— Try it —
For the material that follows, return exactly the lines from the one with "repository 0b8e24deb313626f" through the one with "pub type ClientResult<T>", both ends included.

— Records shown —
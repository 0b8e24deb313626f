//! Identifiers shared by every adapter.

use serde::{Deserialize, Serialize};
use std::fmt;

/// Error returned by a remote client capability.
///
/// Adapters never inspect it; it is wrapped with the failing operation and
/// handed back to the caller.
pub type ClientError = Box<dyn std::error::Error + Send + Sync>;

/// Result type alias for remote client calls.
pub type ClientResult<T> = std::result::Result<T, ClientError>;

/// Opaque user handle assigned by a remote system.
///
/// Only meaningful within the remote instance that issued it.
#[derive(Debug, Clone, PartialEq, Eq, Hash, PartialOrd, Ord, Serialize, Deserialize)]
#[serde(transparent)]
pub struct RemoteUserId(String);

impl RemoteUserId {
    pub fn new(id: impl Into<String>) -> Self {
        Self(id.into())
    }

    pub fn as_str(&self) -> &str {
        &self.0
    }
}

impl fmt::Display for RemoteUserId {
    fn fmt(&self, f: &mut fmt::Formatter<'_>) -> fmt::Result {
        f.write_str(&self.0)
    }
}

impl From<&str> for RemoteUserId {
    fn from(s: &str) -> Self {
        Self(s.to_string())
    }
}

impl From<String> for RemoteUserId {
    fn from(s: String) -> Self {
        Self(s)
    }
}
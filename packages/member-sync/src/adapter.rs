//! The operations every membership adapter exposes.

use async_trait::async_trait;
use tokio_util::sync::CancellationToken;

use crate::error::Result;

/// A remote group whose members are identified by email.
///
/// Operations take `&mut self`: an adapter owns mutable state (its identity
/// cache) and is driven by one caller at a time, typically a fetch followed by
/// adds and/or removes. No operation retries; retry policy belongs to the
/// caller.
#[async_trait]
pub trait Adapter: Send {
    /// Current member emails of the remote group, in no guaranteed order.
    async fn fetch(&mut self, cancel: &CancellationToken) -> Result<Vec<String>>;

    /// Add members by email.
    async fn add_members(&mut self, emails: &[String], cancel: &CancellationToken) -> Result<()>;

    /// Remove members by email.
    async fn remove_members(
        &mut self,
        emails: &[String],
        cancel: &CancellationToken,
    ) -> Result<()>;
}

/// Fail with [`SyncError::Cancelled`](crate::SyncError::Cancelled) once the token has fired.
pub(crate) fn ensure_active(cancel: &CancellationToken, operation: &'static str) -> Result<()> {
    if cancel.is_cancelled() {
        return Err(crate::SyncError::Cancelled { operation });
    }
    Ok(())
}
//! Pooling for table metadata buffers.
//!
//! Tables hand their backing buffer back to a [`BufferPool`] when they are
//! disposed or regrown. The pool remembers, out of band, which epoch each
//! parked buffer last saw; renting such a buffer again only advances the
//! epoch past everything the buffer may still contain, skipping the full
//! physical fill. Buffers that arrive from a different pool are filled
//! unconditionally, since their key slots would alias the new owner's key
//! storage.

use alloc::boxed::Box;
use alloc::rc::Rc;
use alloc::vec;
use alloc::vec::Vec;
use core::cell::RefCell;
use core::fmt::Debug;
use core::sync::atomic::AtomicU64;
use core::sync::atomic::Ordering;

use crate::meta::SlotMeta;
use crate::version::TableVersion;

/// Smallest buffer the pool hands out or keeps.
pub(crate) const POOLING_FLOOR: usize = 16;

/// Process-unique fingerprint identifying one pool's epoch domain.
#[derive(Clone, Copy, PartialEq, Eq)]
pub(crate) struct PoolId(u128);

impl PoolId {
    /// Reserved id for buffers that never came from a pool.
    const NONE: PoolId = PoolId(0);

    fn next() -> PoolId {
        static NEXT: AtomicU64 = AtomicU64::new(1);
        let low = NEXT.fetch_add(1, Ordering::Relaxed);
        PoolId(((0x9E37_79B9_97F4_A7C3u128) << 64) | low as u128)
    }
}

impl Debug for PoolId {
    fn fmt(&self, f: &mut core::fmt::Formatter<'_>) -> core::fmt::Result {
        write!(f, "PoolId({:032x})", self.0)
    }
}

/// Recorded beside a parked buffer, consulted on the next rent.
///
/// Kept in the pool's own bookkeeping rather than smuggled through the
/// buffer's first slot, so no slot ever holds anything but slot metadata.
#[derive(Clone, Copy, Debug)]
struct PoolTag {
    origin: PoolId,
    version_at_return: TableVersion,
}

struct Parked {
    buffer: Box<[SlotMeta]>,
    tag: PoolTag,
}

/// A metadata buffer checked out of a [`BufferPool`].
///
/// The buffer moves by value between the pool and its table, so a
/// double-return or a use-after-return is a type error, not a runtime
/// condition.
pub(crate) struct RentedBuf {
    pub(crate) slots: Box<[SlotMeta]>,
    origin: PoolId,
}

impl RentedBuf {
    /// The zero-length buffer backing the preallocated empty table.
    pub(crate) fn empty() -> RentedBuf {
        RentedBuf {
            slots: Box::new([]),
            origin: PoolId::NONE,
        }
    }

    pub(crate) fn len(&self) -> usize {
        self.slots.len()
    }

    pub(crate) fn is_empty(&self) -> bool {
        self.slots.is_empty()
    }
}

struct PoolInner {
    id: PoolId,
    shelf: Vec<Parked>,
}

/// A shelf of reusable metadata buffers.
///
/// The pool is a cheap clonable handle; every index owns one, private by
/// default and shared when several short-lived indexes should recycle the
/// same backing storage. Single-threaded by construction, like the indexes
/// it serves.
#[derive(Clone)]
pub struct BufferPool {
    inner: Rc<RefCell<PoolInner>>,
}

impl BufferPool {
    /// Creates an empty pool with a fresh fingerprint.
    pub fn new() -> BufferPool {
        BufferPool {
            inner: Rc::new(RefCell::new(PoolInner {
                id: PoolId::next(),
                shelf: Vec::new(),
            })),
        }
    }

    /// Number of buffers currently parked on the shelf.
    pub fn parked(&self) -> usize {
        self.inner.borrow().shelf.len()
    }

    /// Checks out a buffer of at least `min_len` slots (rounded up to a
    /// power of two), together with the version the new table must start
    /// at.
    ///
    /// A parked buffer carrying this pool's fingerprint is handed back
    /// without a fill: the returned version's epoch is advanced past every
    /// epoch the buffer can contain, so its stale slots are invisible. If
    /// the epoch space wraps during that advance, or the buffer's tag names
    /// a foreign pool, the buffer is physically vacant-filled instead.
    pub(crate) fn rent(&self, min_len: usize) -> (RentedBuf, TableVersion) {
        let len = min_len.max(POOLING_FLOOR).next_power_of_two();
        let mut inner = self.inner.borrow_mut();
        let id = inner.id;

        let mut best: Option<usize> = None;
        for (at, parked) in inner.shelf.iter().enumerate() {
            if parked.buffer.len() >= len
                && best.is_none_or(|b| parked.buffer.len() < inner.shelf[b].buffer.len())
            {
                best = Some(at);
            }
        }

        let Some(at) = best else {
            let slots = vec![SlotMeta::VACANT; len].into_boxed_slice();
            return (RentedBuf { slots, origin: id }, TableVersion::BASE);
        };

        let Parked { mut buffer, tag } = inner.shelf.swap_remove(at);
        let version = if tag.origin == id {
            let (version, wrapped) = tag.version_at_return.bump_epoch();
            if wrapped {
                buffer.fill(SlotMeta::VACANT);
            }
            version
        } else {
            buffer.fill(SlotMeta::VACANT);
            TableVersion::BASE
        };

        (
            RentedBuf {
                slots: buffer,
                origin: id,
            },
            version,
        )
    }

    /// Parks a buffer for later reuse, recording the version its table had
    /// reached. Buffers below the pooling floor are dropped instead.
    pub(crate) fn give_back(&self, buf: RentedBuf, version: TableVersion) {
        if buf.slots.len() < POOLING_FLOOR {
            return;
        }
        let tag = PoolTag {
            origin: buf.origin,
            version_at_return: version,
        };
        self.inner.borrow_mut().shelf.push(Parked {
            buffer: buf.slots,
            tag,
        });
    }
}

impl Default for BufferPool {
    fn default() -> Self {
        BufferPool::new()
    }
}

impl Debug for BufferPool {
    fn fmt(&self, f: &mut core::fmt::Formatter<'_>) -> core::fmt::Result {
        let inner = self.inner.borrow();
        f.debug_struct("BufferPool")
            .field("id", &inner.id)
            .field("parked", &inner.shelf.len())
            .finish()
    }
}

* * *

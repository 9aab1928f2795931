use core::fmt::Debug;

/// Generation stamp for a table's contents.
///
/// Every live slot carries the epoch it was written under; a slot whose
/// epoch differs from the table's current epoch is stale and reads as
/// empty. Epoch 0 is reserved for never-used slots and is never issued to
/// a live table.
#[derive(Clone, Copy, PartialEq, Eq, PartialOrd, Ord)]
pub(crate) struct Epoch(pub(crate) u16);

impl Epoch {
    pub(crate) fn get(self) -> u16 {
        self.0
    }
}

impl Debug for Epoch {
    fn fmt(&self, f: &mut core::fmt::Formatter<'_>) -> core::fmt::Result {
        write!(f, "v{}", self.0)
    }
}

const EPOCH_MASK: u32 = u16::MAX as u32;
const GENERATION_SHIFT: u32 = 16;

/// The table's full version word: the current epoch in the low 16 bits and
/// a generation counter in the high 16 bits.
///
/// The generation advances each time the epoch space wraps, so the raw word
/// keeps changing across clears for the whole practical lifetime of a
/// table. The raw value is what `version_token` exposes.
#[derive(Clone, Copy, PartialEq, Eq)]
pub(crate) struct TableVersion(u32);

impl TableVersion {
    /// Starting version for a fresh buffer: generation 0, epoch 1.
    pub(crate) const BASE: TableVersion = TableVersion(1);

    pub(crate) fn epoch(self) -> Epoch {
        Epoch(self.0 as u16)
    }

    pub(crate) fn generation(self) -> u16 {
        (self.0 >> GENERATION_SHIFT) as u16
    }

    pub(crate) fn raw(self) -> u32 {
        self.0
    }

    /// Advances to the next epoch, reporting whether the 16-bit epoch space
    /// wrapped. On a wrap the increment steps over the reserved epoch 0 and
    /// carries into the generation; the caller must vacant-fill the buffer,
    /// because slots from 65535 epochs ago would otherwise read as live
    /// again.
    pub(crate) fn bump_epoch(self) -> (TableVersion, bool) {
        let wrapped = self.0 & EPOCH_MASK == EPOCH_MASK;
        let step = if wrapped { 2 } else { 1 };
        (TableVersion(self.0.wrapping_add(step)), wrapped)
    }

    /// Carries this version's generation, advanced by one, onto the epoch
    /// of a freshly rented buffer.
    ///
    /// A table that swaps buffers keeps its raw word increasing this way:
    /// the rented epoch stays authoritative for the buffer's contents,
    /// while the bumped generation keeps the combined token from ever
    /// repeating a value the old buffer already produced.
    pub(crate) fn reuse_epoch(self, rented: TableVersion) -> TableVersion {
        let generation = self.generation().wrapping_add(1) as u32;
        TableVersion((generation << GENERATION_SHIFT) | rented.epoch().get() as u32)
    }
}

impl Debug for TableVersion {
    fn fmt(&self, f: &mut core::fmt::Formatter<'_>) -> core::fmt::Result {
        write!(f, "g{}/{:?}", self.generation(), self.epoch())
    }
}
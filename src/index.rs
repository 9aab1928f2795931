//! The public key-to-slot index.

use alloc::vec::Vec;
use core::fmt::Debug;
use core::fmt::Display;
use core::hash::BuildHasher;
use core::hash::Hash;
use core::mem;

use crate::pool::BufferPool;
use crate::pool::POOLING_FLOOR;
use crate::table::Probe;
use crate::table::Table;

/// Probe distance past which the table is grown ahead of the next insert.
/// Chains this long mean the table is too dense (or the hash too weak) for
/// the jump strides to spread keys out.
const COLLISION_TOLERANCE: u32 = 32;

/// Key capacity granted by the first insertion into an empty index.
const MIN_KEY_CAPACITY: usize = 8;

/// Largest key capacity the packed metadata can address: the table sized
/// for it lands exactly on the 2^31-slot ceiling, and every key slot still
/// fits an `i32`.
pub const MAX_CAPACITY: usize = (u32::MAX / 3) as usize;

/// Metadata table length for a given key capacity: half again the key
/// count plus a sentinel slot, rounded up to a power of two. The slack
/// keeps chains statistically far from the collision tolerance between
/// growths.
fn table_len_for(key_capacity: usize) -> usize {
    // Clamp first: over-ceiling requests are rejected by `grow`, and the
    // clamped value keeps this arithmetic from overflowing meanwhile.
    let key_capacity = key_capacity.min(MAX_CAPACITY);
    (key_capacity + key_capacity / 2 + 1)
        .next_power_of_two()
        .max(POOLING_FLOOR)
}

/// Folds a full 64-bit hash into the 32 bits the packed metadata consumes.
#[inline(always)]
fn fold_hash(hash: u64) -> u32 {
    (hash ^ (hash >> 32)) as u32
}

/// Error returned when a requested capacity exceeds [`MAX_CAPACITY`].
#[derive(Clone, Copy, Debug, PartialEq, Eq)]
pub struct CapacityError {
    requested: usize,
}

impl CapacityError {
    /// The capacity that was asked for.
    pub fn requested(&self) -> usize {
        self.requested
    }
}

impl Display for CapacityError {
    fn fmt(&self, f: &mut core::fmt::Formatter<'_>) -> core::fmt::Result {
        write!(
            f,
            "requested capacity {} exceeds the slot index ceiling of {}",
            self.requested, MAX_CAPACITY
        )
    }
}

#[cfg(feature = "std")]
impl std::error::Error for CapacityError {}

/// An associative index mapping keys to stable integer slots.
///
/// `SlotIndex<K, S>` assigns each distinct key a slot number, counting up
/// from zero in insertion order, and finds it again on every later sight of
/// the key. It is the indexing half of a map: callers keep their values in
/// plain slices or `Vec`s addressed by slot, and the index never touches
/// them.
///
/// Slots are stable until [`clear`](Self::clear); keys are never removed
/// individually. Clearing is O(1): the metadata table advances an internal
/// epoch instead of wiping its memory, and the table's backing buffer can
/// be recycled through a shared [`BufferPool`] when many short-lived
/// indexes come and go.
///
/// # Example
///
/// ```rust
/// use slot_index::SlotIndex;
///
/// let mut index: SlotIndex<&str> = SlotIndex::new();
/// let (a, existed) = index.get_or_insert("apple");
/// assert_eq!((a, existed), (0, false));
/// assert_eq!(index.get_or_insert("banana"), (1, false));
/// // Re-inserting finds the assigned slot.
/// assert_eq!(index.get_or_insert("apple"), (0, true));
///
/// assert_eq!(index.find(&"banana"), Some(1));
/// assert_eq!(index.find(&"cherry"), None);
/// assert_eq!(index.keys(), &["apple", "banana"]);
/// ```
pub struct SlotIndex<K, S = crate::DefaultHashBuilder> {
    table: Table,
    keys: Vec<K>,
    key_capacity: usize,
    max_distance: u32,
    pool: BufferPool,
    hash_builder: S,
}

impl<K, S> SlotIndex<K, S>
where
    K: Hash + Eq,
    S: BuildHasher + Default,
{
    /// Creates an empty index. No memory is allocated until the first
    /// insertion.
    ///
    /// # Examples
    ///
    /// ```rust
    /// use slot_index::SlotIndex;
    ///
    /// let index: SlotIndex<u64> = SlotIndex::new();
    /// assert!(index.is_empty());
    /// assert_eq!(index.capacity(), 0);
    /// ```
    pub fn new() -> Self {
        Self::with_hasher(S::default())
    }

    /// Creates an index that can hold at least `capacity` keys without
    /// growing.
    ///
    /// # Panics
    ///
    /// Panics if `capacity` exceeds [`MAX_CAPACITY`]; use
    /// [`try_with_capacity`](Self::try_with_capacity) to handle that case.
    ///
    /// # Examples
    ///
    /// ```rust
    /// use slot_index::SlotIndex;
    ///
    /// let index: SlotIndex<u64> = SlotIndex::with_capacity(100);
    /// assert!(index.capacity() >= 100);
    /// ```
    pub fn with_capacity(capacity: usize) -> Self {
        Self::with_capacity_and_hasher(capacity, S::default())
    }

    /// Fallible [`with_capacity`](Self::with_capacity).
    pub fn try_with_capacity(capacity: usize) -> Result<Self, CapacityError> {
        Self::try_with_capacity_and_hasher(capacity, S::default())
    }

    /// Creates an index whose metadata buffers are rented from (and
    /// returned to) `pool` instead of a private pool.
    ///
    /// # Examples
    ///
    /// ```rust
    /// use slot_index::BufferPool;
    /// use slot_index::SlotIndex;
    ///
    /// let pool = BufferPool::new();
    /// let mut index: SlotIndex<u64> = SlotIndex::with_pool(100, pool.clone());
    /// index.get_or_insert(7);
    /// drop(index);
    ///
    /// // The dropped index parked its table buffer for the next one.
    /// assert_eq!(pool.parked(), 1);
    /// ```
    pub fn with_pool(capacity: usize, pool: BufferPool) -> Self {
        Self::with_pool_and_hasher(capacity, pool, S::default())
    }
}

— Solution to the problem —
repository 0b8e24deb313626f
//! Identifiers shared by every adapter.

use serde::{Deserialize, Serialize};
use std::fmt;

/// Error returned by a remote client capability.
///
/// Adapters never inspect it; it is wrapped with the failing operation and
/// handed back to the caller.
pub type ClientError = Box<dyn std::error::Error + Send + Sync>;

/// Result type alias for remote client calls.
pub type ClientResult<T> = std::result::Result<T, ClientError>;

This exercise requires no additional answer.